Donner à voir les sons : c’était également le fantasme de nombre d’artistes d’avant-garde dont les recherches portaient sur la synesthésie et qui furent d’abord attirés par le cinématographe. Depuis la réalisation de son premier essai vidéo en 1973, Robert Cahen n’a cessé de dresser l’analogie entre son et image, deux matériaux qui, en vidéo analogique, correspondent à une fréquence électronique, facilitant la fusion du temps de l’image avec le temps du son. Autrement dit, Temps contre Temps. Pianiste devenu vidéaste, Cahen a appris à composer ses mirages au synthétiseur, en manipulant le signal électronique. Le devenir ductile de l’image, et celui visible du son, ouvrit dès les années 1950 la porte aux expérimentations sur le medium électronique, un champ dans lequel s’illustra notamment Nam June Paik, dont l’aura colle encore à la peau du « piano préparé » (4) par Beuys. Si a priori, Temps contre Temps ne paraît pas revendiquer cet héritage expérimental, l’association inattendue, aux allures de rébus, des deux oeuvres de Beuys et de Man Ray invoque pourtant clairement les spectres de cette histoire. Passée la mi-temps, alors que le métronome cyclope cadré en plan fixe égraine les minutes, un phénomène étrange advient lorsque l’objectif recule enfin. Le son du martèlement se déchire et fauche l’air, telle une lame de rasoir. Le temps semble rétrograder sa course à mesure que notre regard perd l’oeil de vue. Pour cause, c’est toujours le coeur du métronome que l’on entend battre, mais à l’envers. En découvrant la malléabilité des sons et des images qu’il a manipulés tout au long de sa carrière, Robert Cahen a aussi découvert la machine à remonter le temps. Revenu d’outre-tombe, le pianiste peut maintenant reprendre sa place devant le piano.

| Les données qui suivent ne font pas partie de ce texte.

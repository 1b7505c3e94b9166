// SPDX-License-Identifier: MPL-2.0
//! This module handles the browser configuration, loaded from a
//! `settings.toml` file.
//!
//! # Configuration Sections
//!
//! - `[general]` - Language
//! - `[browser]` - Initial layout, trigger label, action row
//! - `[slideshow]` - Interval and reschedule policy
//! - `[gestures]` - Swipe threshold and direction bindings
//!
//! # Path Resolution
//!
//! 1. Use `load_from_path()`/`save_to_path()` with explicit path
//! 2. Set `IMAGE_BROWSER_CONFIG_DIR` environment variable
//! 3. Falls back to platform-specific config directory
//!
//! # Examples
//!
//! ```no_run
//! use image_browser::config;
//!
//! // Load existing configuration (returns tuple with optional warning)
//! let (mut config, _warning) = config::load();
//!
//! config.general.language = Some("fr".to_string());
//! config::save(&config).expect("Failed to save config");
//! ```

pub mod defaults;
pub mod manifest;
pub mod paths;

pub use defaults::*;

use crate::browser::input::{SwipeAction, SwipeBindings};
use crate::browser::Layout;
use crate::error::{Error, Result};
use serde::{Deserialize, Serialize};
use std::fs;
use std::path::{Path, PathBuf};

const CONFIG_FILE: &str = "settings.toml";

/// Warning key returned when the settings file exists but cannot be read.
pub const LOAD_ERROR_KEY: &str = "notification-config-load-error";

// =============================================================================
// Section Structs
// =============================================================================

/// General settings.
#[derive(Debug, Clone, Serialize, Deserialize, PartialEq, Default)]
pub struct GeneralConfig {
    /// UI language code (e.g., "en-US", "fr").
    #[serde(default, skip_serializing_if = "Option::is_none")]
    pub language: Option<String>,
}

/// How a browser instance starts.
#[derive(Debug, Clone, Serialize, Deserialize, PartialEq)]
pub struct BrowserConfig {
    #[serde(default, skip_serializing_if = "Option::is_none")]
    pub initial_layout: Option<Layout>,

    /// Label of the trigger button. Without one, an inline grid is shown.
    #[serde(default, skip_serializing_if = "Option::is_none")]
    pub trigger_label: Option<String>,

    #[serde(default = "default_show_actions", skip_serializing_if = "Option::is_none")]
    pub show_actions: Option<bool>,
}

impl Default for BrowserConfig {
    fn default() -> Self {
        Self {
            initial_layout: Some(Layout::default()),
            trigger_label: None,
            show_actions: default_show_actions(),
        }
    }
}

/// Slideshow settings.
#[derive(Debug, Clone, Serialize, Deserialize, PartialEq)]
pub struct SlideshowConfig {
    /// Seconds per image, clamped to 1..=10 when applied.
    #[serde(default = "default_interval_secs", skip_serializing_if = "Option::is_none")]
    pub interval_secs: Option<u32>,

    /// Re-arm the pending wait as soon as the interval changes.
    #[serde(
        default = "default_reschedule_on_interval_change",
        skip_serializing_if = "Option::is_none"
    )]
    pub reschedule_on_interval_change: Option<bool>,
}

impl Default for SlideshowConfig {
    fn default() -> Self {
        Self {
            interval_secs: default_interval_secs(),
            reschedule_on_interval_change: default_reschedule_on_interval_change(),
        }
    }
}

/// Touch gesture settings.
#[derive(Debug, Clone, Serialize, Deserialize, PartialEq)]
pub struct GesturesConfig {
    /// Minimum swipe travel in logical pixels.
    #[serde(
        default = "default_swipe_threshold_px",
        skip_serializing_if = "Option::is_none"
    )]
    pub swipe_threshold_px: Option<f32>,

    #[serde(default, skip_serializing_if = "Option::is_none")]
    pub swipe_left: Option<SwipeAction>,

    #[serde(default, skip_serializing_if = "Option::is_none")]
    pub swipe_right: Option<SwipeAction>,

    #[serde(default, skip_serializing_if = "Option::is_none")]
    pub swipe_up: Option<SwipeAction>,

    #[serde(default, skip_serializing_if = "Option::is_none")]
    pub swipe_down: Option<SwipeAction>,
}

impl Default for GesturesConfig {
    fn default() -> Self {
        Self {
            swipe_threshold_px: default_swipe_threshold_px(),
            swipe_left: None,
            swipe_right: None,
            swipe_up: None,
            swipe_down: None,
        }
    }
}

impl GesturesConfig {
    /// Bindings with unset directions filled from the defaults.
    #[must_use]
    pub fn bindings(&self) -> SwipeBindings {
        let defaults = SwipeBindings::default();
        SwipeBindings {
            left: self.swipe_left.unwrap_or(defaults.left),
            right: self.swipe_right.unwrap_or(defaults.right),
            up: self.swipe_up.unwrap_or(defaults.up),
            down: self.swipe_down.unwrap_or(defaults.down),
        }
    }
}

// =============================================================================
// Main Config Struct (Sectioned)
// =============================================================================

/// Browser configuration with logical sections.
#[derive(Debug, Clone, Serialize, Deserialize, PartialEq, Default)]
pub struct Config {
    #[serde(default)]
    pub general: GeneralConfig,

    #[serde(default)]
    pub browser: BrowserConfig,

    #[serde(default)]
    pub slideshow: SlideshowConfig,

    #[serde(default)]
    pub gestures: GesturesConfig,
}

// =============================================================================
// Default Value Functions
// =============================================================================

fn default_show_actions() -> Option<bool> {
    Some(DEFAULT_SHOW_ACTIONS)
}

fn default_interval_secs() -> Option<u32> {
    Some(DEFAULT_SLIDESHOW_INTERVAL_SECS)
}

fn default_reschedule_on_interval_change() -> Option<bool> {
    Some(DEFAULT_RESCHEDULE_ON_INTERVAL_CHANGE)
}

fn default_swipe_threshold_px() -> Option<f32> {
    Some(DEFAULT_SWIPE_THRESHOLD_PX)
}

// =============================================================================
// Config Path Resolution
// =============================================================================

fn get_config_path_with_override(base_dir: Option<PathBuf>) -> Option<PathBuf> {
    paths::get_app_config_dir_with_override(base_dir).map(|mut path| {
        path.push(CONFIG_FILE);
        path
    })
}

// =============================================================================
// Load Functions
// =============================================================================

/// Loads the configuration from the default path.
///
/// Returns a tuple of (config, optional_warning). If loading fails, returns
/// default config with a warning key explaining what went wrong.
pub fn load() -> (Config, Option<String>) {
    load_with_override(None)
}

/// Loads the configuration from a custom directory.
pub fn load_with_override(base_dir: Option<PathBuf>) -> (Config, Option<String>) {
    if let Some(path) = get_config_path_with_override(base_dir) {
        if path.exists() {
            match load_from_path(&path) {
                Ok(config) => return (config, None),
                Err(err) => {
                    tracing::warn!(
                        path = %path.display(),
                        %err,
                        "falling back to default settings"
                    );
                    return (Config::default(), Some(LOAD_ERROR_KEY.to_string()));
                }
            }
        }
    }
    (Config::default(), None)
}

/// Loads configuration from a specific path.
///
/// # Errors
///
/// Returns an error if the file cannot be read or is not valid TOML.
pub fn load_from_path(path: &Path) -> Result<Config> {
    let content = fs::read_to_string(path)?;
    let config: Config = toml::from_str(&content)?;
    Ok(config)
}

// =============================================================================
// Save Functions
// =============================================================================

/// Saves the configuration to the default path.
///
/// # Errors
///
/// Returns an error if the file cannot be written.
pub fn save(config: &Config) -> Result<()> {
    save_with_override(config, None)
}

/// Saves the configuration to a custom directory.
///
/// # Errors
///
/// Returns an error if the file cannot be written.
pub fn save_with_override(config: &Config, base_dir: Option<PathBuf>) -> Result<()> {
    if let Some(path) = get_config_path_with_override(base_dir) {
        return save_to_path(config, &path);
    }
    Ok(())
}

/// Saves configuration to a specific path, creating parent directories.
///
/// # Errors
///
/// Returns an error if serialization or writing fails.
pub fn save_to_path(config: &Config, path: &Path) -> Result<()> {
    if let Some(parent) = path.parent() {
        fs::create_dir_all(parent)?;
    }
    let content = toml::to_string_pretty(config).map_err(Error::from)?;
    fs::write(path, content)?;
    Ok(())
}

// =============================================================================
// Tests
// =============================================================================

#[cfg(test)]
mod tests {
    use super::*;
    use tempfile::tempdir;

    #[test]
    fn save_and_load_round_trip_preserves_settings() {
        let config = Config {
            general: GeneralConfig {
                language: Some("fr".to_string()),
            },
            browser: BrowserConfig {
                initial_layout: Some(Layout::Grid),
                trigger_label: Some("Open gallery".to_string()),
                show_actions: Some(true),
            },
            slideshow: SlideshowConfig {
                interval_secs: Some(3),
                reschedule_on_interval_change: Some(true),
            },
            gestures: GesturesConfig {
                swipe_threshold_px: Some(24.0),
                swipe_left: Some(SwipeAction::Previous),
                ..GesturesConfig::default()
            },
        };
        let temp_dir = tempdir().expect("failed to create temp dir");
        let config_path = temp_dir.path().join("nested").join("settings.toml");

        save_to_path(&config, &config_path).expect("failed to save config");
        let loaded = load_from_path(&config_path).expect("failed to load config");

        assert_eq!(loaded, config);
    }

    #[test]
    fn load_from_path_invalid_toml_errors() {
        let temp_dir = tempdir().expect("failed to create temp dir");
        let config_path = temp_dir.path().join("settings.toml");
        fs::write(&config_path, "not = valid = toml").expect("failed to write invalid toml");

        match load_from_path(&config_path) {
            Err(Error::Config(_)) => {}
            other => panic!("expected Config error, got {:?}", other),
        }
    }

    #[test]
    fn load_with_override_reports_broken_file() {
        let temp_dir = tempdir().expect("failed to create temp dir");
        fs::write(temp_dir.path().join(CONFIG_FILE), "[slideshow]\ninterval_secs = \"soon\"")
            .expect("failed to write config");

        let (config, warning) = load_with_override(Some(temp_dir.path().to_path_buf()));
        assert_eq!(config, Config::default());
        assert_eq!(warning.as_deref(), Some(LOAD_ERROR_KEY));
    }

    #[test]
    fn missing_file_yields_defaults_without_warning() {
        let temp_dir = tempdir().expect("failed to create temp dir");
        let (config, warning) = load_with_override(Some(temp_dir.path().to_path_buf()));
        assert_eq!(config, Config::default());
        assert!(warning.is_none());
    }

    #[test]
    fn partial_file_keeps_section_defaults() {
        let temp_dir = tempdir().expect("failed to create temp dir");
        let path = temp_dir.path().join(CONFIG_FILE);
        fs::write(&path, "[gestures]\nswipe_up = \"none\"\n").expect("failed to write config");

        let config = load_from_path(&path).expect("valid config");
        assert_eq!(config.slideshow.interval_secs, Some(DEFAULT_SLIDESHOW_INTERVAL_SECS));
        assert_eq!(config.gestures.swipe_threshold_px, Some(DEFAULT_SWIPE_THRESHOLD_PX));
        let bindings = config.gestures.bindings();
        assert_eq!(bindings.up, SwipeAction::None);
        assert_eq!(bindings.left, SwipeAction::Next);
    }

    #[test]
    fn default_config_has_expected_values() {
        let config = Config::default();
        assert_eq!(config.browser.initial_layout, Some(Layout::Slides));
        assert_eq!(config.browser.show_actions, Some(false));
        assert!(config.browser.trigger_label.is_none());
        assert_eq!(config.slideshow.interval_secs, Some(5));
        assert_eq!(config.slideshow.reschedule_on_interval_change, Some(false));
        assert_eq!(config.gestures.bindings(), SwipeBindings::default());
    }

    #[test]
    fn save_with_override_and_load_with_override_round_trip() {
        let temp_dir = tempdir().expect("failed to create temp dir");
        let base_dir = temp_dir.path().to_path_buf();
        let config = Config {
            general: GeneralConfig {
                language: Some("en-US".to_string()),
            },
            ..Config::default()
        };

        save_with_override(&config, Some(base_dir.clone())).expect("save should succeed");
        let (loaded, warning) = load_with_override(Some(base_dir));
        assert!(warning.is_none());
        assert_eq!(loaded.general.language, Some("en-US".to_string()));
    }
}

1 « Cage et Duchamp », in Daniel Charles, Gloses sur John Cage suivies d’une glose sur Meister Duchamp, Desclée
de Brouwer, 2002, p. 219.
2 Pierre Schaeffer, À la recherche d’une musique concrète, Paris, Seuil, 1952, p. 12.
3 Idem, p. 15.
4 Le « piano préparé » est une invention de John Cage consistant à transformer l’instrument pour qu’il produise
de nouveaux sons. Paik appliquera ensuite cette idée au moniteur de télévision.